**Records from a dataset:**
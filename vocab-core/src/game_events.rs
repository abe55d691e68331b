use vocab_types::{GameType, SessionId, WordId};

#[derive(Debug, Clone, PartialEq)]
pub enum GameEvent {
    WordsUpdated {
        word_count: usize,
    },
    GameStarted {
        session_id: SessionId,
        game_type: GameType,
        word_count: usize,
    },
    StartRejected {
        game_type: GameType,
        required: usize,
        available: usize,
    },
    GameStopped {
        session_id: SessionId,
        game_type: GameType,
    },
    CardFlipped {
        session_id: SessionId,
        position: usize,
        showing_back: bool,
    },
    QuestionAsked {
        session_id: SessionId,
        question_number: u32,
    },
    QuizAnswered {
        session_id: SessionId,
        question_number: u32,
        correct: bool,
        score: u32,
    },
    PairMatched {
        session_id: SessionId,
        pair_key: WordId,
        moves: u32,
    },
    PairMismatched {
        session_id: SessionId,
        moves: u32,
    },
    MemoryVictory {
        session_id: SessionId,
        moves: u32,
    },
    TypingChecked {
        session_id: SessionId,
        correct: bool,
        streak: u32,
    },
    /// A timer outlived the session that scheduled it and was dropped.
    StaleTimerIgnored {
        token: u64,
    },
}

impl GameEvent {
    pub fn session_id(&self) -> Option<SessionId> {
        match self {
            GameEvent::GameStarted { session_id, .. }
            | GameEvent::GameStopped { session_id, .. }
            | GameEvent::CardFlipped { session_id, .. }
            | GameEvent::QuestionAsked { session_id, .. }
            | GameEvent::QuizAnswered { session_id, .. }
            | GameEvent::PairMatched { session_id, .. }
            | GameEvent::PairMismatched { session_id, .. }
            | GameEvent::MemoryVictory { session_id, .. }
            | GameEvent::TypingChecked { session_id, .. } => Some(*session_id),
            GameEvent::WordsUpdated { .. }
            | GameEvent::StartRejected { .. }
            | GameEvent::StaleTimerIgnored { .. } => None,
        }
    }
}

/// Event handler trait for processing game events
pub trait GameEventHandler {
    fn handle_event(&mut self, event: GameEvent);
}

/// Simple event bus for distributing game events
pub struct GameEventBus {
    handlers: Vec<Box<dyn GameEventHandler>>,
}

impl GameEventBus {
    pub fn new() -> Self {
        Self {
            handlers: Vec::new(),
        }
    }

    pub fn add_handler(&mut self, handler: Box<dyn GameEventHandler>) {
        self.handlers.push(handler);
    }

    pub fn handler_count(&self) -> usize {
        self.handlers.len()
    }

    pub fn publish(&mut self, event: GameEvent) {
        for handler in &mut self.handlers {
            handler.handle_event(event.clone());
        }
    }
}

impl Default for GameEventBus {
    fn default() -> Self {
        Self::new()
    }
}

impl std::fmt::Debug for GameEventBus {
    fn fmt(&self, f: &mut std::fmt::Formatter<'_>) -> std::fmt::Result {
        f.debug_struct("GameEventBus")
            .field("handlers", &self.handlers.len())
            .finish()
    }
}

==

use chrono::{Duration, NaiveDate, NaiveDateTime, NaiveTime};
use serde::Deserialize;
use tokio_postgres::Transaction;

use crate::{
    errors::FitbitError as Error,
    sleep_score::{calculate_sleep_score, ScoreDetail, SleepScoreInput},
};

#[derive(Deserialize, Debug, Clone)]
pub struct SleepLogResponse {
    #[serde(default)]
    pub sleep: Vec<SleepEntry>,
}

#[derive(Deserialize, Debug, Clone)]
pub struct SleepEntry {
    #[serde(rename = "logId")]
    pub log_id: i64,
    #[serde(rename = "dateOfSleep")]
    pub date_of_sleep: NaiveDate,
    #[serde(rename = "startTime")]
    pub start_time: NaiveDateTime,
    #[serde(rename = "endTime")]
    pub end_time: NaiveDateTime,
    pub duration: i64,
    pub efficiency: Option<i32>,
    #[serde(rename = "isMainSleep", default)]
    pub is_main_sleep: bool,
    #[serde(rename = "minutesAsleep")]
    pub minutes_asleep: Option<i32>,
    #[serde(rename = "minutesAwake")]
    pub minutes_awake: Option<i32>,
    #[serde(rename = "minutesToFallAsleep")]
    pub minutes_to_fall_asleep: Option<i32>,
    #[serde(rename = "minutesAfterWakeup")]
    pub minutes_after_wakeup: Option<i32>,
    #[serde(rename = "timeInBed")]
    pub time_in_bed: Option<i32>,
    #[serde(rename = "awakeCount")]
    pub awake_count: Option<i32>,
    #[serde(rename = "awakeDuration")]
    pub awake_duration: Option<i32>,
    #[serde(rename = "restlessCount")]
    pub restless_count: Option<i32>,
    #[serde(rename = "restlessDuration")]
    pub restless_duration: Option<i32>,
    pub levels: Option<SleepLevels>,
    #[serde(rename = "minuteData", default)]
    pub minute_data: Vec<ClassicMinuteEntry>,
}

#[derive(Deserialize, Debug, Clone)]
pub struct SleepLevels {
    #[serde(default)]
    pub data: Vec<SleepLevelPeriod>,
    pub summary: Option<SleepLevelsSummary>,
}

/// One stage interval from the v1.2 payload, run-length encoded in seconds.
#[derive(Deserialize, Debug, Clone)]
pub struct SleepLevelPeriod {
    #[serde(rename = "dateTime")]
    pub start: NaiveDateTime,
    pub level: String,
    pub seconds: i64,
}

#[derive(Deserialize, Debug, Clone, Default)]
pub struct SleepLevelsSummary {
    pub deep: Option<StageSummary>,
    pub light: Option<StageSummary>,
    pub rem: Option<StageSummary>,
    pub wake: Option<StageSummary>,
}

**Your task:** What is the number of lines in these records that contain "TypingChecked"? Reply with the number only.

**Task response:** 2